Thursday, is World AIDS Day. Legacy Community Health is using the awareness day to roll out its "Roadmap to Ending the HIV Epidemic in Houston."
The details were released at a press conference where Mayor Sylvester Turner declared this as the official day to "End HIV in Houston."
Legacy Community Health's plan includes targeting ZIP codes, ethnicities, specific areas where they can place clinics, increase testing and decrease the stigma of HIV.
The goal is to cut new cases of HIV by half over a five-year period, taking the diagnoses down from about 1,200 to 600.
However, HIV patients working with the clinic admit that just because they have a plan doesn't mean the issue disappears without putting in the work.

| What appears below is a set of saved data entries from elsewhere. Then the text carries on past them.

//! Feedback service.

use sphere_core::{
    editor::{CommitOutcome, OptimisticEditor},
    error::{EditError, FormError, GatewayError, ValidationErrors},
    form::FormFlow,
    store::RemoteCollectionStore,
};
use thiserror::Error;

use crate::session::Session;

use super::{
    models::{Feedback, FeedbackId, NewFeedback},
    repository::FeedbackRepository,
};

/// How many comments the wall shows before "view more".
const INITIAL_WINDOW: usize = 3;

/// Failures from the comment wall.
#[derive(Debug, Error)]
pub enum FeedbackServiceError {
    /// Editing or deleting someone else's comment; nothing was sent.
    #[error("only the comment's author may change it")]
    NotOwner,

    /// The comment id is not in the loaded wall.
    #[error("comment not found")]
    NotFound,

    /// The acting session is anonymous; nothing was sent.
    #[error("log in to comment")]
    NotAuthenticated,

    /// The draft failed its schema; nothing was sent.
    #[error(transparent)]
    Invalid(#[from] ValidationErrors),

    /// A local edit-state misuse.
    #[error(transparent)]
    Edit(#[from] EditError),

    /// The request reached the backend and failed there.
    #[error(transparent)]
    Gateway(#[from] GatewayError),
}

#[derive(Debug)]
pub struct FeedbackService<R: FeedbackRepository> {
    repository: R,
    session: Option<Session>,
    store: RemoteCollectionStore<Feedback>,
    editor: OptimisticEditor<Feedback>,
    comment_form: FormFlow<NewFeedback>,
    show_all: bool,
}

impl<R: FeedbackRepository> FeedbackService<R> {
    /// A service acting on behalf of `session`, or read-only with `None`.
    #[must_use]
    pub fn new(repository: R, session: Option<Session>) -> Self {
        Self {
            repository,
            session,
            store: RemoteCollectionStore::new(),
            editor: OptimisticEditor::new(),
            comment_form: FormFlow::new(),
            show_all: false,
        }
    }

    /// Fetch the comment wall, replacing local state wholesale.
    ///
    /// # Errors
    ///
    /// Returns the gateway failure; the local wall is left empty.
    pub async fn load(&mut self) -> Result<(), GatewayError> {
        self.store.load(&self.repository).await
    }

    /// Every comment in fetch order.
    pub fn comments(&self) -> &[Feedback] {
        self.store.items()
    }

    /// The windowed wall: the first few comments until "view more".
    pub fn displayed(&self) -> &[Feedback] {
        let items = self.store.items();
        if self.show_all {
            items
        } else {
            items.get(..items.len().min(INITIAL_WINDOW)).unwrap_or(items)
        }
    }

    /// Expand the wall to every comment.
    pub fn view_more(&mut self) {
        self.show_all = true;
    }

    /// The comment draft.
    pub fn draft(&self) -> &NewFeedback {
        self.comment_form.draft()
    }

    /// Mutate the comment draft.
    pub fn edit_draft(&mut self, mutate: impl FnOnce(&mut NewFeedback)) {
        self.comment_form.update(mutate);
    }

    /// Post the drafted comment and reload the wall.
    ///
    /// # Errors
    ///
    /// [`FeedbackServiceError::NotAuthenticated`] locally, a blank-comment
    /// validation failure, or the gateway failure.
    pub async fn post(&mut self) -> Result<Feedback, FeedbackServiceError> {
        if self.session.is_none() {
            return Err(FeedbackServiceError::NotAuthenticated);
        }
        let created = self
            .comment_form
            .submit(&self.repository)
            .await
            .map_err(|error| match error {
                FormError::Invalid(errors) => FeedbackServiceError::Invalid(errors),
                FormError::Gateway(error) => FeedbackServiceError::Gateway(error),
            })?;
        self.load().await.ok();
        Ok(created)
    }

    /// Replace the body of one's own comment.
    ///
    /// Ownership is checked locally; editing someone else's comment never
    /// produces a request.
    ///
    /// # Errors
    ///
    /// [`FeedbackServiceError::NotOwner`] locally, or the commit failure.
    pub async fn edit(
        &mut self,
        id: FeedbackId,
        comment: impl Into<String>,
    ) -> Result<CommitOutcome, FeedbackServiceError> {
        self.check_owner(id)?;

        if !self.editor.begin_edit(&self.store, id) {
            return Err(FeedbackServiceError::Edit(EditError::NotEditing));
        }
        let comment = comment.into();
        self.editor
            .stage(&mut self.store, id, |f| f.comment = comment)?;
        let outcome = self
            .editor
            .commit(&mut self.store, &self.repository, id)
            .await?;
        Ok(outcome)
    }

    /// Delete one's own comment.
    ///
    /// # Errors
    ///
    /// [`FeedbackServiceError::NotOwner`] locally, or the gateway failure
    /// with local state untouched.
    pub async fn delete(&mut self, id: FeedbackId) -> Result<(), FeedbackServiceError> {
        self.check_owner(id)?;
        self.editor
            .delete(&mut self.store, &self.repository, id)
            .await?;
        Ok(())
    }

    fn check_owner(&self, id: FeedbackId) -> Result<(), FeedbackServiceError> {
        let session = self
            .session
            .as_ref()
            .ok_or(FeedbackServiceError::NotAuthenticated)?;
        let comment = self
            .store
            .get(id)
            .ok_or(FeedbackServiceError::NotFound)?;
        if comment.user_id != session.user.id {
            return Err(FeedbackServiceError::NotOwner);
        }
        Ok(())
    }
}

#[cfg(test)]
mod tests {
    use async_trait::async_trait;
    use mockall::mock;
    use sphere_core::{form::SubmitTarget, gateway::CollectionGateway};
    use testresult::TestResult;

    use crate::users::models::{Role, User, UserId};

    use super::*;

    mock! {
        pub FeedbackRepo {}

        #[async_trait]
        impl CollectionGateway<Feedback> for FeedbackRepo {
            async fn list(&self) -> Result<Vec<Feedback>, GatewayError>;
            async fn update(&self, record: Feedback) -> Result<Feedback, GatewayError>;
            async fn delete(&self, id: FeedbackId) -> Result<(), GatewayError>;
        }

        #[async_trait]
        impl SubmitTarget<NewFeedback, Feedback> for FeedbackRepo {
            async fn submit(&self, draft: NewFeedback) -> Result<Feedback, GatewayError>;
        }
    }

    impl FeedbackRepository for MockFeedbackRepo {}

    fn comment(id: i64, user: i64, body: &str) -> Feedback {
        Feedback {
            id: FeedbackId::from_raw(id),
            user_id: UserId::from_raw(user),
            username: format!("user{user}"),
            comment: body.to_string(),
        }
    }

    fn session_for(user: i64) -> Session {
        Session {
            token: "opaque-token".to_string(),
            user: User {
                id: UserId::from_raw(user),
                username: format!("user{user}"),
                email: format!("user{user}@example.com"),
                phone: "0700000000".to_string(),
                role: Role::Customer,
                merit_points: 0,
                is_active: true,
            },
        }
    }

    fn wall() -> Vec<Feedback> {
        vec![
            comment(1, 7, "great service"),
            comment(2, 8, "fast delivery"),
            comment(3, 7, "will buy again"),
            comment(4, 9, "lovely packaging"),
        ]
    }

    #[tokio::test]
    async fn the_wall_windows_to_three_until_view_more() -> TestResult {
        let mut repo = MockFeedbackRepo::new();
        repo.expect_list().returning(|| Ok(wall()));

        let mut service = FeedbackService::new(repo, None);
        service.load().await?;

        assert_eq!(service.displayed().len(), 3, "first three comments");

        service.view_more();
        assert_eq!(service.displayed().len(), 4, "expanded to all");

        Ok(())
    }

    #[tokio::test]
    async fn editing_someone_elses_comment_sends_nothing() -> TestResult {
        let mut repo = MockFeedbackRepo::new();
        repo.expect_list().returning(|| Ok(wall()));
        repo.expect_update().times(0);

        let mut service = FeedbackService::new(repo, Some(session_for(7)));
        service.load().await?;

        let result = service.edit(FeedbackId::from_raw(2), "hijacked").await;

        assert!(
            matches!(result, Err(FeedbackServiceError::NotOwner)),
            "user 7 does not own comment 2"
        );
        assert_eq!(
            service.comments().get(1).map(|f| f.comment.as_str()),
            Some("fast delivery"),
            "comment untouched"
        );

        Ok(())
    }

    #[tokio::test]
    async fn owners_can_edit_their_comment() -> TestResult {
        let mut repo = MockFeedbackRepo::new();
        repo.expect_list().returning(|| Ok(wall()));
        repo.expect_update()
            .times(1)
            .returning(|record| Ok(record));

        let mut service = FeedbackService::new(repo, Some(session_for(7)));
        service.load().await?;

        let outcome = service
            .edit(FeedbackId::from_raw(1), "great service, updated")
            .await?;

        assert!(matches!(outcome, CommitOutcome::Confirmed), "edit landed");
        assert_eq!(
            service.comments().first().map(|f| f.comment.as_str()),
            Some("great service, updated"),
            "wall reflects the edit"
        );

        Ok(())
    }

    #[tokio::test]
    async fn anonymous_posting_sends_nothing() {
        let mut repo = MockFeedbackRepo::new();
        repo.expect_submit().times(0);

        let mut service = FeedbackService::new(repo, None);
        service.edit_draft(|d| d.comment = "hello".to_string());

        let result = service.post().await;

        assert!(
            matches!(result, Err(FeedbackServiceError::NotAuthenticated)),
            "login required"
        );
    }

    #[tokio::test]
    async fn owners_can_delete_their_comment() -> TestResult {
        let mut repo = MockFeedbackRepo::new();
        repo.expect_list().returning(|| Ok(wall()));
        repo.expect_delete().times(1).returning(|_| Ok(()));

        let mut service = FeedbackService::new(repo, Some(session_for(7)));
        service.load().await?;

        service.delete(FeedbackId::from_raw(1)).await?;

        assert!(
            service.comments().iter().all(|f| f.id.into_raw() != 1),
            "comment removed locally after remote success"
        );

        Ok(())
    }
}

"As a community we have not talked a lot about ending the epidemic," Venita Ray, a woman living with HIV said. Â "Mostly we talked about testing and getting people into treatment but we never really sat down and talked about it in a way that we really believed it could happen. By launching this plan, I believe Houston has turned the corner on HIV and we're not just focused on maintaining the status quo but really begun the work towards the goal of ending it here."
Legacy Community Health is one of three organizations to receive a $50,000 grant from AIDS United and the Ford Foundation to implement this plan.
On top of that, Turner says the city will be looking for grants or additional state funding to assist in the effort to eradicate HIV and AIDS.